## Dataset excerpts
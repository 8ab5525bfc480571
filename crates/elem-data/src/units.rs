//! Decimal unit-conversion table.
//!
//! Every unit belongs to one [`Dimension`] and carries an exact decimal scale
//! relative to the dimension's base unit (angstrom, amu, hartree). Scales are
//! kept as a numerator/denominator pair so that a conversion performs at most
//! one division, and none at all when both units are exact multiples of the
//! base.
//!
//! Lookup is case-insensitive and ignores surrounding whitespace, so `"Bohr"`,
//! `" bohr "` and `"a0"` all name the same unit.

use rust_decimal::Decimal;
use rust_decimal::prelude::ToPrimitive;
use std::fmt;
use thiserror::Error;

/// Physical dimension a unit measures.
#[derive(Debug, Clone, Copy, PartialEq, Eq, Hash)]
pub enum Dimension {
    /// Base: angstrom
    Length,
    /// Base: unified atomic mass unit
    Mass,
    /// Base: hartree
    Energy,
}

impl fmt::Display for Dimension {
    fn fmt(&self, f: &mut fmt::Formatter<'_>) -> fmt::Result {
        match self {
            Self::Length => write!(f, "length"),
            Self::Mass => write!(f, "mass"),
            Self::Energy => write!(f, "energy"),
        }
    }
}

/// Error in unit lookup or conversion.
#[derive(Error, Debug, Clone, PartialEq, Eq)]
pub enum UnitError {
    /// Unit not present in the conversion table
    #[error("Unknown unit '{unit}'")]
    UnknownUnit { unit: String },

    /// Both units are known but measure different things
    #[error("Cannot convert '{from}' ({from_dim}) to '{to}' ({to_dim})")]
    IncompatibleUnits {
        from: String,
        from_dim: Dimension,
        to: String,
        to_dim: Dimension,
    },

    /// Converted value does not fit in a decimal
    #[error("Converting {value} from '{from}' to '{to}' overflows")]
    Overflow {
        value: Decimal,
        from: String,
        to: String,
    },
}

/// How one unit relates to its dimension's base unit.
#[derive(Debug, Clone, Copy, PartialEq, Eq)]
enum Scale {
    /// 1 unit = (mantissa, scale) base units
    Times(i64, u32),
    /// 1 base unit = (mantissa, scale) units
    Per(i64, u32),
}

/// One entry of the unit table.
#[derive(Debug, Clone, Copy, PartialEq, Eq)]
pub struct UnitDef {
    pub name: &'static str,
    pub dimension: Dimension,
    pub aliases: &'static [&'static str],
    scale: Scale,
}

impl UnitDef {
    /// Scale as (numerator, denominator): 1 unit = numerator / denominator base units.
    fn ratio(&self) -> (Decimal, Decimal) {
        match self.scale {
            Scale::Times(m, s) => (Decimal::new(m, s), Decimal::ONE),
            Scale::Per(m, s) => (Decimal::ONE, Decimal::new(m, s)),
        }
    }

    fn matches(&self, key: &str) -> bool {
        self.name == key || self.aliases.iter().any(|alias| *alias == key)
    }
}

const UNIT_TABLE: [UnitDef; 13] = [
    // Length (base: angstrom; bohr from CODATA 2018)
    UnitDef {
        name: "angstrom",
        dimension: Dimension::Length,
        aliases: &["a", "å", "ang", "angstroms"],
        scale: Scale::Times(1, 0),
    },
    UnitDef {
        name: "bohr",
        dimension: Dimension::Length,
        aliases: &["a0", "au_length", "bohr_radius"],
        scale: Scale::Times(529_177_210_903, 12),
    },
    UnitDef {
        name: "nanometer",
        dimension: Dimension::Length,
        aliases: &["nm"],
        scale: Scale::Times(10, 0),
    },
    UnitDef {
        name: "picometer",
        dimension: Dimension::Length,
        aliases: &["pm"],
        scale: Scale::Times(1, 2),
    },
    UnitDef {
        name: "meter",
        dimension: Dimension::Length,
        aliases: &["m"],
        scale: Scale::Times(10_000_000_000, 0),
    },
    // Mass (base: amu)
    UnitDef {
        name: "amu",
        dimension: Dimension::Mass,
        aliases: &["u", "da", "dalton"],
        scale: Scale::Times(1, 0),
    },
    UnitDef {
        name: "electron_mass",
        dimension: Dimension::Mass,
        aliases: &["me", "m_e"],
        scale: Scale::Per(1_822_888_486_209, 9),
    },
    // Energy (base: hartree)
    UnitDef {
        name: "hartree",
        dimension: Dimension::Energy,
        aliases: &["eh", "au_energy"],
        scale: Scale::Times(1, 0),
    },
    UnitDef {
        name: "ev",
        dimension: Dimension::Energy,
        aliases: &["electron_volt"],
        scale: Scale::Per(27_211_386_245_988, 12),
    },
    UnitDef {
        name: "kcal/mol",
        dimension: Dimension::Energy,
        aliases: &["kcal mol^-1", "kcal_per_mol"],
        scale: Scale::Per(6_275_094_740_631, 10),
    },
    UnitDef {
        name: "kj/mol",
        dimension: Dimension::Energy,
        aliases: &["kj mol^-1", "kj_per_mol"],
        scale: Scale::Per(26_254_996_394_799, 10),
    },
    UnitDef {
        name: "cm^-1",
        dimension: Dimension::Energy,
        aliases: &["wavenumber", "1/cm"],
        scale: Scale::Per(2_194_746_313_632, 7),
    },
    UnitDef {
        name: "millihartree",
        dimension: Dimension::Energy,
        aliases: &["meh", "mhartree"],
        scale: Scale::Times(1, 3),
    },
];

/// All units known to the conversion table.
pub fn unit_table() -> &'static [UnitDef] {
    &UNIT_TABLE
}

/// Resolve a unit name or alias to its table entry.
pub fn lookup_unit(unit: &str) -> Result<&'static UnitDef, UnitError> {
    let key = unit.trim().to_lowercase();
    UNIT_TABLE
        .iter()
        .find(|def| def.matches(&key))
        .ok_or_else(|| UnitError::UnknownUnit {
            unit: unit.to_string(),
        })
}

/// Multiplicative factor taking a value in `from` units to `to` units.
pub fn conversion_factor(from: &str, to: &str) -> Result<Decimal, UnitError> {
    let from_def = lookup_unit(from)?;
    let to_def = lookup_unit(to)?;

    if from_def.dimension != to_def.dimension {
        return Err(UnitError::IncompatibleUnits {
            from: from.to_string(),
            from_dim: from_def.dimension,
            to: to.to_string(),
            to_dim: to_def.dimension,
        });
    }
    if from_def.name == to_def.name {
        return Ok(Decimal::ONE);
    }

    let (from_num, from_den) = from_def.ratio();
    let (to_num, to_den) = to_def.ratio();
    let numerator = from_num * to_den;
    let denominator = from_den * to_num;
    if denominator == Decimal::ONE {
        Ok(numerator.normalize())
    } else {
        Ok((numerator / denominator).normalize())
    }
}

/// [`conversion_factor`] narrowed to `f64`, for float-valued callers.
pub fn conversion_factor_f64(from: &str, to: &str) -> Result<f64, UnitError> {
    Ok(conversion_factor(from, to)?.to_f64().unwrap_or(f64::NAN))
}

/// Convert `value` from `from` units to `to` units.
pub fn convert(value: Decimal, from: &str, to: &str) -> Result<Decimal, UnitError> {
    value
        .checked_mul(conversion_factor(from, to)?)
        .ok_or_else(|| UnitError::Overflow {
            value,
            from: from.to_string(),
            to: to.to_string(),
        })
}


#[cfg(test)]
mod proptests {
    use super::*;
    use proptest::prelude::*;

    const LENGTHS: [&str; 5] = ["angstrom", "bohr", "nm", "pm", "m"];

    proptest! {
        #[test]
        fn length_round_trip_is_within_decimal_precision(
            mantissa in 1_i64..10_000_000,
            from in 0_usize..LENGTHS.len(),
            to in 0_usize..LENGTHS.len(),
        ) {
            let value = Decimal::new(mantissa, 4);
            let there = convert(value, LENGTHS[from], LENGTHS[to]).unwrap();
            let back = convert(there, LENGTHS[to], LENGTHS[from]).unwrap();
            let tol = value * Decimal::new(1, 20);
            prop_assert!((back - value).abs() <= tol, "{} -> {} -> {}", value, there, back);
        }
    }
}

## Brief
Pull every line containing "matches" from the entries above and copy it.

## Response area
    fn matches(&self, key: &str) -> bool {
        .find(|def| def.matches(&key))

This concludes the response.